In a recent event focused on "virtual storage," EMC fearlessly stated that "this changes everything." Thus, the company audaciously claims to "boldly go where no one has gone before."  We industry analysts love that type of claim as it stirs up controversy, discussion and the need to write millions of words analyzing and dissecting its meaning, value and validity not only now, but also over the next few years. So, in a thumbnail sketch (relatively speaking) rather than a million words, let's begin to examine what is happening and what it means.

The virtual storage concept was announced by Pat Gelsinger, president of EMC's Information Infrastructure Products Group, to a gathering of industry analysts in person and on the phone. Mr. Gelsinger had a long and illustrious career at Intel (29 1/2 years) and moved to EMC six months ago for the opportunity to get involved in the introduction of disruptive technologies. Enter virtual storage.

Mr. Gelsinger, followed up later by Chuck Hollis, VP of Global Marketing and CTO, reviewed in their blogs some of the key concepts underlying EMC's vision, starting with the private cloud.

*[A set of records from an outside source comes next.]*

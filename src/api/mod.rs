//! HTTP surface.

pub mod payments;
pub mod subscriptions;
pub mod webhooks;
pub mod withdrawals;

use crate::health::{health_handler, HealthChecker};
use crate::services::Services;
use axum::{
    http::HeaderMap,
    routing::{get, post},
    Router,
};
use std::sync::Arc;

#[derive(Clone)]
pub struct ApiState {
    pub services: Services,
    pub health: Arc<HealthChecker>,
}

pub fn router(state: ApiState) -> Router {
    Router::new()
        .route("/health", get(health_handler))
        .route("/payments", post(payments::submit_payment))
        .route("/payments/{id}", get(payments::get_payment))
        .route("/payments/{id}/check-status", post(payments::check_status))
        .route("/webhooks/{provider_kind}", post(webhooks::handle_webhook))
        .route(
            "/sellers/{seller_id}/subscription",
            get(subscriptions::get_subscription),
        )
        .route(
            "/sellers/{seller_id}/subscription/plan",
            post(subscriptions::change_plan),
        )
        .route(
            "/sellers/{seller_id}/subscription/cancel",
            post(subscriptions::cancel_subscription),
        )
        .route(
            "/sellers/{seller_id}/withdrawals",
            post(withdrawals::request_withdrawal).get(withdrawals::list_withdrawals),
        )
        .route("/sellers/{seller_id}/balance", get(withdrawals::get_balance))
        .with_state(state)
}

pub(crate) fn request_id(headers: &HeaderMap) -> Option<String> {
    headers
        .get("x-request-id")
        .and_then(|v| v.to_str().ok())
        .map(str::to_string)
}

EMC's view is that the private cloud is the seamless integration of the virtualized data center, the internal cloud created by organizations with large and mid-size data center and external cloud computing resources offered by service providers and others. The key characteristic of a private cloud is that IT is still held accountable for its results, meaning that they have to have control over IT resources and the service delivery that is associated with those resources.

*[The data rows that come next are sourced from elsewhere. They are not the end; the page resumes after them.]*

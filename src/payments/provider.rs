use crate::payments::error::PaymentResult;
use crate::payments::types::{
    InitiateRequest, InitiateResponse, PayerDetails, ProviderKind, ProviderStatus, WebhookEvent,
    WebhookVerificationResult,
};
use async_trait::async_trait;

/// Contract shared by every money-movement provider.
///
/// Provider quirks (handle normalization, redirect URL construction, payload
/// formats, signature schemes) stay inside the implementation so the
/// orchestrator and reconciliation never branch on the provider family.
#[async_trait]
pub trait PaymentProvider: Send + Sync {
    fn kind(&self) -> ProviderKind;

    /// Synchronous format check run before any ledger row exists.
    fn validate_payer(&self, payer: &PayerDetails) -> PaymentResult<()>;

    /// Starts the payment. Returns once the provider has accepted the request;
    /// the payer acts out-of-band afterwards.
    async fn initiate(&self, request: InitiateRequest) -> PaymentResult<InitiateResponse>;

    async fn check_status(&self, provider_reference: &str) -> PaymentResult<ProviderStatus>;

    fn verify_webhook(
        &self,
        payload: &[u8],
        signature: &str,
    ) -> PaymentResult<WebhookVerificationResult>;

    fn parse_webhook_event(&self, payload: &[u8]) -> PaymentResult<WebhookEvent>;
}

#[cfg(test)]
mod tests {
    use super::*;
    use crate::payments::error::PaymentError;
    use crate::payments::types::{CustomerContact, Money, PaymentPurpose};

    struct MockProvider;

    #[async_trait]
    impl PaymentProvider for MockProvider {
        fn kind(&self) -> ProviderKind {
            ProviderKind::Hosted
        }

        fn validate_payer(&self, payer: &PayerDetails) -> PaymentResult<()> {
            match payer {
                PayerDetails::Hosted { .. } => Ok(()),
                PayerDetails::Push { phone, .. } => Err(PaymentError::InvalidPayerHandle {
                    handle: phone.clone(),
                    reason: "hosted checkout needs a customer".to_string(),
                }),
            }
        }

        async fn initiate(&self, request: InitiateRequest) -> PaymentResult<InitiateResponse> {
            Ok(InitiateResponse {
                provider_reference: format!("mock-{}", request.idempotency_reference),
                checkout_url: Some("https://example.com/pay".to_string()),
                provider_data: None,
            })
        }

        async fn check_status(&self, _provider_reference: &str) -> PaymentResult<ProviderStatus> {
            Ok(ProviderStatus::Successful)
        }

        fn verify_webhook(
            &self,
            _payload: &[u8],
            _signature: &str,
        ) -> PaymentResult<WebhookVerificationResult> {
            Ok(WebhookVerificationResult {
                valid: true,
                reason: None,
            })
        }

        fn parse_webhook_event(&self, _payload: &[u8]) -> PaymentResult<WebhookEvent> {
            Ok(WebhookEvent {
                provider: ProviderKind::Hosted,
                event_type: "mock".to_string(),
                provider_reference: Some("mock-ref".to_string()),
                idempotency_reference: None,
                status: ProviderStatus::Successful,
                occurred_at: None,
                payload: serde_json::json!({}),
            })
        }
    }

    #[tokio::test]
    async fn trait_can_be_implemented_by_mock_provider() {
        let provider: Box<dyn PaymentProvider> = Box::new(MockProvider);
        let payer = PayerDetails::Hosted {
            customer: CustomerContact {
                email: "buyer@example.com".to_string(),
                name: None,
            },
        };
        provider
            .validate_payer(&payer)
            .expect("hosted payer should validate");

        let response = provider
            .initiate(InitiateRequest {
                amount: Money::new(1000, "TZS"),
                purpose: PaymentPurpose::TestPayment,
                idempotency_reference: "tst-1".to_string(),
                description: "test".to_string(),
                payer,
                metadata: None,
            })
            .await
            .expect("initiation should succeed");
        assert_eq!(response.provider_reference, "mock-tst-1");
        assert!(response.checkout_url.is_some());

        let status = provider
            .check_status(&response.provider_reference)
            .await
            .expect("status check should succeed");
        assert!(status.is_terminal());
    }
}
//! Payment orchestration core for a multi-seller marketplace: the
//! transaction ledger, provider adapters, webhook reconciliation,
//! subscription billing and seller payouts.

pub mod api;
pub mod config;
pub mod database;
pub mod error;
pub mod health;
pub mod logging;
pub mod middleware;
pub mod payments;
pub mod services;
pub mod workers;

EMC believes that the goal is to create progressively larger and larger pools of resources, enabling better optimization and flexibility. The term "federation" is used to describe that orchestrated pooling of resources, and breaks down into two types: federation of resources (computing, storage and networking) and federation of control (resource allocation, service delivery, security and compliance among them). Federation also aggregates and extends the view of resources across geographies.

Virtual Storage
In essence, virtual storage is the separation of information from physical storage media and location.  It still allows IT control over information no matter where it is in the world, and that means in both internal and external data centers as part of the private cloud. Also, to be clear, virtual storage is not storage virtualization, which is primarily about better managing the storage on one or more arrays in a single data center. Virtual storage is the separation of information (which is logical) from storage (which is physical). That does not mean that information does not have to reside on physical storage, but the application owner and the user does not have to be aware of which piece of physical media that the information resides on.